Exame a laser mostra importância do solstício em Stonehenge

Um moderno exame feito com laser mostrou como Stonehenge, enigmático monumento neolítico britânico, foi construído para salientar a dramática transição do sol por esse círculo de pedras no início do verão e do inverno.

Reuters

09 de outubro de 2012 | 10h21

As pedras foram posicionadas para terem sua melhor aparência ao alvorecer do dia mais longo do ano, e ao entardecer do dia mais curto, segundo o scaneamento feito por autoridades britânicas do patrimônio histórico.

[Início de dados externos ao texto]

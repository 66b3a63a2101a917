//! The [CacheManager] hands out one [Cache] per name and platform, creating them on first use.
use std::sync::Arc;

use dashmap::mapref::entry::Entry;
use dashmap::DashMap;

use crate::*;

#[derive(Debug, Clone, derive_builder::Builder)]
pub struct CacheManagerConfig {
    /// Directory, relative to the VFS root, holding one subdirectory per platform.
    #[builder(default = "\"cache\".to_string()", setter(into))]
    pub cache_directory: String,
    #[builder(default = "\"toc\".to_string()", setter(into))]
    pub toc_extension: String,
    #[builder(default = "\"cache\".to_string()", setter(into))]
    pub cache_extension: String,
}

impl Default for CacheManagerConfig {
    fn default() -> Self {
        CacheManagerConfig {
            cache_directory: "cache".to_string(),
            toc_extension: "toc".to_string(),
            cache_extension: "cache".to_string(),
        }
    }
}

pub struct CacheManager {
    config: CacheManagerConfig,
    vfs: Arc<dyn Vfs>,
    io: Arc<dyn AsyncIo>,
    caches: DashMap<(String, Platform), Arc<Cache>, ahash::RandomState>,
}

impl CacheManager {
    pub fn new(vfs: Arc<dyn Vfs>, io: Arc<dyn AsyncIo>, config: CacheManagerConfig) -> CacheManager {
        CacheManager {
            config,
            vfs,
            io,
            caches: DashMap::with_hasher(Default::default()),
        }
    }

    pub fn config(&self) -> &CacheManagerConfig {
        &self.config
    }

    /// Get the cache for `name` on `platform`, creating it if this is the first request.
    pub fn get_cache(&self, name: &str, platform: Platform) -> Result<Arc<Cache>, CacheError> {
        if let Some(cache) = self.caches.get(&(name.to_string(), platform)) {
            return Ok(cache.value().clone());
        }

        match self.caches.entry((name.to_string(), platform)) {
            Entry::Occupied(e) => Ok(e.get().clone()),
            Entry::Vacant(e) => {
                let cache = Arc::new(Cache::new(
                    name,
                    platform,
                    &self.file_name(name, platform, &self.config.toc_extension),
                    &self.file_name(name, platform, &self.config.cache_extension),
                    self.vfs.clone(),
                    self.io.clone(),
                )?);
                log::debug!(
                    "Created cache \"{}\" for {} at \"{}\"",
                    name,
                    platform,
                    cache.cache_file_name()
                );
                e.insert(cache.clone());
                Ok(cache)
            }
        }
    }

    pub fn cache_count(&self) -> usize {
        self.caches.len()
    }

    fn file_name(&self, name: &str, platform: Platform, extension: &str) -> String {
        if self.config.cache_directory.is_empty() {
            format!("{}/{}.{}", platform, name, extension)
        } else {
            format!(
                "{}/{}/{}.{}",
                self.config.cache_directory, platform, name, extension
            )
        }
    }
}

#[cfg(test)]
mod tests {
    use super::*;

    use crate::test_support::*;

    #[test]
    fn one_cache_per_name_and_platform() {
        let (vfs, io) = memory_backend();
        let manager = CacheManager::new(vfs, io, Default::default());

        let a = manager.get_cache("objects", Platform::Pc).unwrap();
        let b = manager.get_cache("objects", Platform::Pc).unwrap();
        let c = manager.get_cache("objects", Platform::Xbox360).unwrap();
        assert!(Arc::ptr_eq(&a, &b));
        assert!(!Arc::ptr_eq(&a, &c));
        assert_eq!(manager.cache_count(), 2);

        assert_eq!(a.toc_file_name(), "cache/pc/objects.toc");
        assert_eq!(a.cache_file_name(), "cache/pc/objects.cache");
        assert_eq!(c.cache_file_name(), "cache/xbox360/objects.cache");

        assert!(matches!(
            manager.get_cache("", Platform::Pc),
            Err(CacheError::EmptyName)
        ));
    }

    #[test]
    fn custom_layout() {
        let (vfs, io) = memory_backend();
        let config = CacheManagerConfigBuilder::default()
            .cache_directory("")
            .toc_extension("htoc")
            .build()
            .unwrap();
        let manager = CacheManager::new(vfs, io, config);
        let cache = manager.get_cache("meshes", Platform::Ps3).unwrap();
        assert_eq!(cache.toc_file_name(), "ps3/meshes.htoc");
        assert_eq!(cache.cache_file_name(), "ps3/meshes.cache");
    }

    #[test]
    fn concurrent_creation() {
        let (vfs, io) = memory_backend();
        let manager = Arc::new(CacheManager::new(vfs, io, Default::default()));

        let handles: Vec<_> = (0..8)
            .map(|_| {
                let manager = manager.clone();
                std::thread::spawn(move || manager.get_cache("shared", Platform::Pc).unwrap())
            })
            .collect();
        let caches: Vec<_> = handles.into_iter().map(|h| h.join().unwrap()).collect();
        for cache in &caches[1..] {
            assert!(Arc::ptr_eq(&caches[0], cache));
        }
    }
}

Os dois solstícios atraem anualmente milhares de visitantes a Stonehenge, monumento com cerca de 5.000 anos de idade.

O exame tridimensional mostrou que as pedras a nordeste eram cuidadosamente trabalhadas para ficarem mais lisas e elegantes do que as outras colunas, criando um espetáculo mais impressionante desse ângulo.

A pesquisa revelou 71 novas imagens nas cabeças de machado entalhadas na superfície, duplicando o número de entalhes desse tipo existentes na Grã-Bretanha. Ela revelou também danos e pichações de visitantes das épocas georgiana e vitoriana.

No século 19, visitantes podiam alugar cinzéis no local para arrancar suas próprias lascas de suvenir das pedras.

Os novos entalhes foram estimados como sendo do começo da Idade do Bronze, cerca de mil anos depois do início das construções em Stonehenge.